Australian entertainer (1938–2020)

Jeanne Mitchell (11 May 1938 – 7 November 2020), professionally known as Jeanne Little (pronounced 'Jeanie Little'), was an Australian entertainer, comedienne and television personality who won the Gold Logie award in 1977 (a dual honour that year with Don Lane winning as Best Male Personality). Her first success on television was on The Mike Walsh Show which earned her the Gold Logie plus two other Logies. Other television of appearances include Midday with Ray Martin and GMA with Bert Newton. She became well known for her flamboyant outfits, over-the-top personality and her trademark catch phrase said in a drawling speech of "Oh Dahling".

She was a regular panel member on the talk show Beauty and the Beast, during the tenure of "Beasts" Stan Zemanek and Doug Mulray.

She became known internationally after appearing on Sir Michael Parkinson's eponymous chat show. Her success transferred to cabaret and theatre when she landed roles on Jerry's Girls, Legends and Marlene – A Tribute to Dietrich.

==Biography==
Little was born in Sydney, Australia. She made her television debut on Network Ten's The Mike Walsh Show in September 1974. Invited on as a guest showcasing designer maternity clothes, Little quickly became a regular, eventually (after a stint at Channel Seven) moving with the Walsh Show to Channel Nine. The Seven Network had attempted two short-lived shows featuring Little's unique talents: Jeanne's Little Show (a variety/chat series) and Cuckoo in the Nest, a situation comedy in which she played a wacky Auntie Mame-type character. As part of The Mike Walsh Show team again, Little wowed and won audiences for the next 15 years.

She was a guest on the Midday with Ray Martin show, and her appearance on the BBC's Michael Parkinson chat show so startled London critics she had the London Evening News saying: "What a woman! With her in the house you wouldn't want a TV." Among the overseas guests she appeared with were US actor/comedians Phyllis Diller and George Burns, and British theatre actor Danny La Rue.

In 1976, Little won a Gold Logie for most popular television personality, and subsequently won two other Logies for her work on the Mike Walsh Show. Before the 2008 Logie Awards, Little reflected on what her Gold Logie win in 1976 meant to her, "Well daaahling, I was in total shock. Absolute shock, I thought, 'What me? Winning a Gold Logie? For heaven's sake this is ridiculous, there's been a mistake.'" During her heyday on television, she released a single entitled "Dahling, Are You Paying Attention?" which was named after her well-known catchcry.

In 1988, she performed at the Royal Command Bicentennial Concert in Sydney before the Prince and Princess of Wales. Her stage career took off with Jerry's Girls, in which American director John Frost teamed Little with well known entertainers Marcia Hines, Debra Byrne and Judi Connelli. She then subsequently appeared in Legends with Kerrie Biddell, Toni Lamond, and Nancye Hayes at the Sydney Opera House.

She appeared in theatre since 1978, including Marlene, Little's one-woman tribute to actress and singer Marlene Dietrich, which toured Australia and the US to critical acclaim, followed by More of a Little, which was filled with songs, chat, and anecdotes, as well as A Tribute to Marilyn Monroe.

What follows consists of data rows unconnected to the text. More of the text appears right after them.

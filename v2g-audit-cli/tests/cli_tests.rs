//! CLI integration tests

use assert_cmd::cargo::cargo_bin_cmd;
use assert_cmd::Command;
use predicates::prelude::*;
use std::path::PathBuf;

/// Build command for the v2g-audit-cli binary (finds it in target/debug when run via cargo test).
fn audit_cli() -> Command {
    cargo_bin_cmd!("v2g-audit-cli")
}

/// Path to v2g-audit library test fixtures (relative to workspace).
fn fixtures_dir() -> PathBuf {
    PathBuf::from(env!("CARGO_MANIFEST_DIR"))
        .join("..")
        .join("v2g-audit")
        .join("tests")
        .join("fixtures")
}

fn audit_cmd(primitives: &str, out: &std::path::Path) -> Command {
    let fixtures = fixtures_dir();
    let mut cmd = audit_cli();
    cmd.arg("audit")
        .arg("--primitives")
        .arg(fixtures.join(primitives))
        .arg("--config")
        .arg(fixtures.join("config.json"))
        .arg("--rules")
        .arg(fixtures.join("rules.json"))
        .arg("--out")
        .arg(out);
    cmd
}

#[test]
fn test_cli_help() {
    let mut cmd = audit_cli();

    cmd.arg("--help");
    cmd.assert()
        .success()
        .stdout(predicate::str::contains("schematic"));
}

#[test]
fn test_cli_version() {
    let mut cmd = audit_cli();

    cmd.arg("--version");
    cmd.assert()
        .success()
        .stdout(predicate::str::contains(env!("CARGO_PKG_VERSION")));
}

#[test]
fn test_cli_audit_writes_reports() {
    let dir = tempfile::tempdir().unwrap();
    let out = dir.path().join("out");

    audit_cmd("grounded_loop.json", &out)
        .assert()
        .success()
        .stdout(predicate::str::contains("Graph: 7 nodes, 5 edges"))
        .stdout(predicate::str::contains(
            "[PASS] check_grounding_uniqueness @ All: Exactly one grounding node.",
        ))
        .stdout(predicate::str::contains("[FAIL] check_phase_rotation @ All: Unknown function"));

    assert!(out.join("graph.json").exists());
    assert!(out.join("report.json").exists());
    let summary = std::fs::read_to_string(out.join("report.txt")).unwrap();
    assert_eq!(summary.lines().count(), 6);
}

#[test]
fn test_cli_audit_fail_on_failure() {
    let dir = tempfile::tempdir().unwrap();

    audit_cmd("dangling.json", dir.path())
        .arg("--fail-on-failure")
        .assert()
        .code(1)
        .stdout(predicate::str::contains("Multiple grounding nodes: 2."));
}

#[test]
fn test_cli_audit_json_output() {
    let dir = tempfile::tempdir().unwrap();

    let output = audit_cmd("dangling.json", dir.path())
        .arg("--format")
        .arg("json")
        .output()
        .unwrap();
    assert!(output.status.success());

    let json: serde_json::Value = serde_json::from_slice(&output.stdout).unwrap();
    assert_eq!(json["passed"], false);
    assert_eq!(json["results"].as_array().unwrap().len(), 6);
    assert_eq!(json["results"][1]["suspects"], serde_json::json!(["EP3"]));
}

#[test]
fn test_cli_audit_tau_override() {
    let dir = tempfile::tempdir().unwrap();

    audit_cmd("dangling.json", dir.path())
        .arg("--tau")
        .arg("0.1")
        .assert()
        .success()
        .stdout(predicate::str::contains("Graph: 7 nodes"));
}

#[test]
fn test_cli_audit_rejects_negative_tau() {
    let dir = tempfile::tempdir().unwrap();

    audit_cmd("dangling.json", dir.path())
        .arg("--tau=-1")
        .assert()
        .code(1)
        .stderr(predicate::str::contains("Error"))
        .stderr(predicate::str::contains("tau_endpoint_snap"));
}

#[test]
fn test_cli_audit_nonexistent_file() {
    let dir = tempfile::tempdir().unwrap();

    audit_cmd("does_not_exist.json", dir.path())
        .assert()
        .failure()
        .stderr(predicate::str::contains("Error"));
}

#[test]
fn test_cli_verify_saved_graph() {
    let fixtures = fixtures_dir();
    let mut cmd = audit_cli();

    cmd.arg("verify")
        .arg("--graph")
        .arg(fixtures.join("polarity_graph.json"))
        .arg("--rules")
        .arg(fixtures.join("rules.json"))
        .arg("--fail-on-failure");

    cmd.assert()
        .code(1)
        .stdout(predicate::str::contains("Graph: 4 nodes, 3 edges"))
        .stdout(predicate::str::contains("(EP0, EP1, +, -)"));
}

#[test]
fn test_cli_verify_round_trips_audit_output() {
    let dir = tempfile::tempdir().unwrap();
    audit_cmd("grounded_loop.json", dir.path()).assert().success();

    let mut cmd = audit_cli();
    cmd.arg("verify")
        .arg("--graph")
        .arg(dir.path().join("graph.json"))
        .arg("--rules")
        .arg(fixtures_dir().join("rules.json"))
        .arg("--format")
        .arg("json");

    let output = cmd.output().unwrap();
    assert!(output.status.success());
    let json: serde_json::Value = serde_json::from_slice(&output.stdout).unwrap();
    assert_eq!(json["results"][0]["ground_count"], 1);
}

#[test]
fn test_cli_verify_rejects_invalid_graph() {
    let dir = tempfile::tempdir().unwrap();
    let graph = dir.path().join("graph.json");
    std::fs::write(
        &graph,
        r#"{"nodes": [{"id": "EP0", "type": "ENDPOINT", "x": 0, "y": 0}],
            "edges": [{"u": "EP0", "v": "EP9", "attrs": {"kind": "WIRE"}}]}"#,
    )
    .unwrap();

    let mut cmd = audit_cli();
    cmd.arg("verify")
        .arg("--graph")
        .arg(&graph)
        .arg("--rules")
        .arg(fixtures_dir().join("rules.json"));

    cmd.assert()
        .code(1)
        .stderr(predicate::str::contains("EP9"));
}

#[test]
fn test_cli_inspect() {
    let mut cmd = audit_cli();

    cmd.arg("inspect")
        .arg("--graph")
        .arg(fixtures_dir().join("polarity_graph.json"));

    cmd.assert()
        .success()
        .stdout(predicate::str::contains("ENDPOINT"))
        .stdout(predicate::str::contains("GROUND_CONN"))
        .stdout(predicate::str::contains("\"id\": \"GROUND_3\""));
}

#[test]
fn test_cli_rules_command() {
    let mut cmd = audit_cli();

    cmd.arg("rules");

    cmd.assert()
        .success()
        .stdout(predicate::str::contains("check_grounding_uniqueness"))
        .stdout(predicate::str::contains("check_polarity_consistency"))
        .stdout(predicate::str::contains("exactly one grounding").not());
}

#[test]
fn test_cli_rules_verbose() {
    let mut cmd = audit_cli();

    cmd.arg("rules").arg("--verbose");

    cmd.assert()
        .success()
        .stdout(predicate::str::contains("exactly one grounding symbol"));
}

#[test]
fn test_cli_output_formats_are_different() {
    let dir = tempfile::tempdir().unwrap();

    let human_output = audit_cmd("grounded_loop.json", dir.path()).output().unwrap();
    let json_output = audit_cmd("grounded_loop.json", dir.path())
        .arg("--format")
        .arg("json")
        .output()
        .unwrap();

    assert_ne!(
        human_output.stdout,
        json_output.stdout,
        "Different formats should produce different output"
    );
}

In the late 1990s, through to the mid-2000s, Little appeared on the panel discussion show Beauty and the Beast, with "beast" Stan Zemanek.

In February 2011, it was announced Little was suffering from Alzheimer's disease, which was initially diagnosed in 2009. In August 2014, family members advised that Little's illness had advanced to the stage that she "no longer knows where she is or what's going on around her".

==Personal life==
Little married interior decorator Barry Little in 1971. Their daughter Katie Little is a writer, comedienne, music producer and singer. Katie is patron of the Jeanne Little Alzheimer's Research Fund, which has been set up in her mother's honour to raise funds for ongoing research into the disease. In 2019 Katie released a black humour memoir titled Catch a Falling Star - A Story About Growing Up With Jeanne Little.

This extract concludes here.